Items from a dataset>
//! Rendering of pages and the type dictionary.

mod json;
mod options;
mod page;
mod style;

pub use json::{to_json, JsonFormat};
pub use options::{RenderOptions, UnknownTagPolicy};
pub use page::{MarkdownPage, CONSTRUCTOR_NAME, NO_RETURN_TYPE};
pub use style::PageStyle;
//! Documentation tree types.
//!
//! This module defines the in-memory representation supplied by the host
//! toolchain: modules, packages, types and their members, each with an
//! optional documentation comment. The model is language-agnostic and is
//! read-only once page generation begins.

mod comment;
mod element;
mod tree;

pub use comment::{DocComment, RawTag};
pub use element::{DocumentedElement, ElementId, ElementKind, Parameter, Visibility};
pub use tree::{Ancestors, DocTree};
use serde::Deserialize;

/// Relay configuration, loaded from a TOML file.
#[derive(Debug, Deserialize)]
pub struct RelayConfig {
    /// IP address to bind on (default "0.0.0.0").
    #[serde(default = "default_host")]
    pub host: String,

    /// TCP port sessions connect to.
    #[serde(default = "default_port")]
    pub port: u16,

    /// Maximum concurrent users.
    #[serde(default = "default_max_users")]
    pub max_users: u32,

    /// Longest accepted group name, in characters.
    #[serde(default = "default_max_group_name_len")]
    pub max_group_name_len: usize,

    /// Messages and files a user may send back to back.
    #[serde(default = "default_message_burst")]
    pub message_burst: f64,

    /// Sustained messages per second per user.
    #[serde(default = "default_message_rate")]
    pub message_rate_per_sec: f64,
}

fn default_host() -> String {
    "0.0.0.0".into()
}

fn default_port() -> u16 {
    7878
}

fn default_max_users() -> u32 {
    64
}

fn default_max_group_name_len() -> usize {
    32
}

fn default_message_burst() -> f64 {
    20.0
}

fn default_message_rate() -> f64 {
    5.0
}

impl Default for RelayConfig {
    fn default() -> Self {
        Self {
            host: default_host(),
            port: default_port(),
            max_users: default_max_users(),
            max_group_name_len: default_max_group_name_len(),
            message_burst: default_message_burst(),
            message_rate_per_sec: default_message_rate(),
        }
    }
}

To do> How many lines in these entries hold the string "RelayConfig"? Answer with the number alone.

Solution for this exercise> 2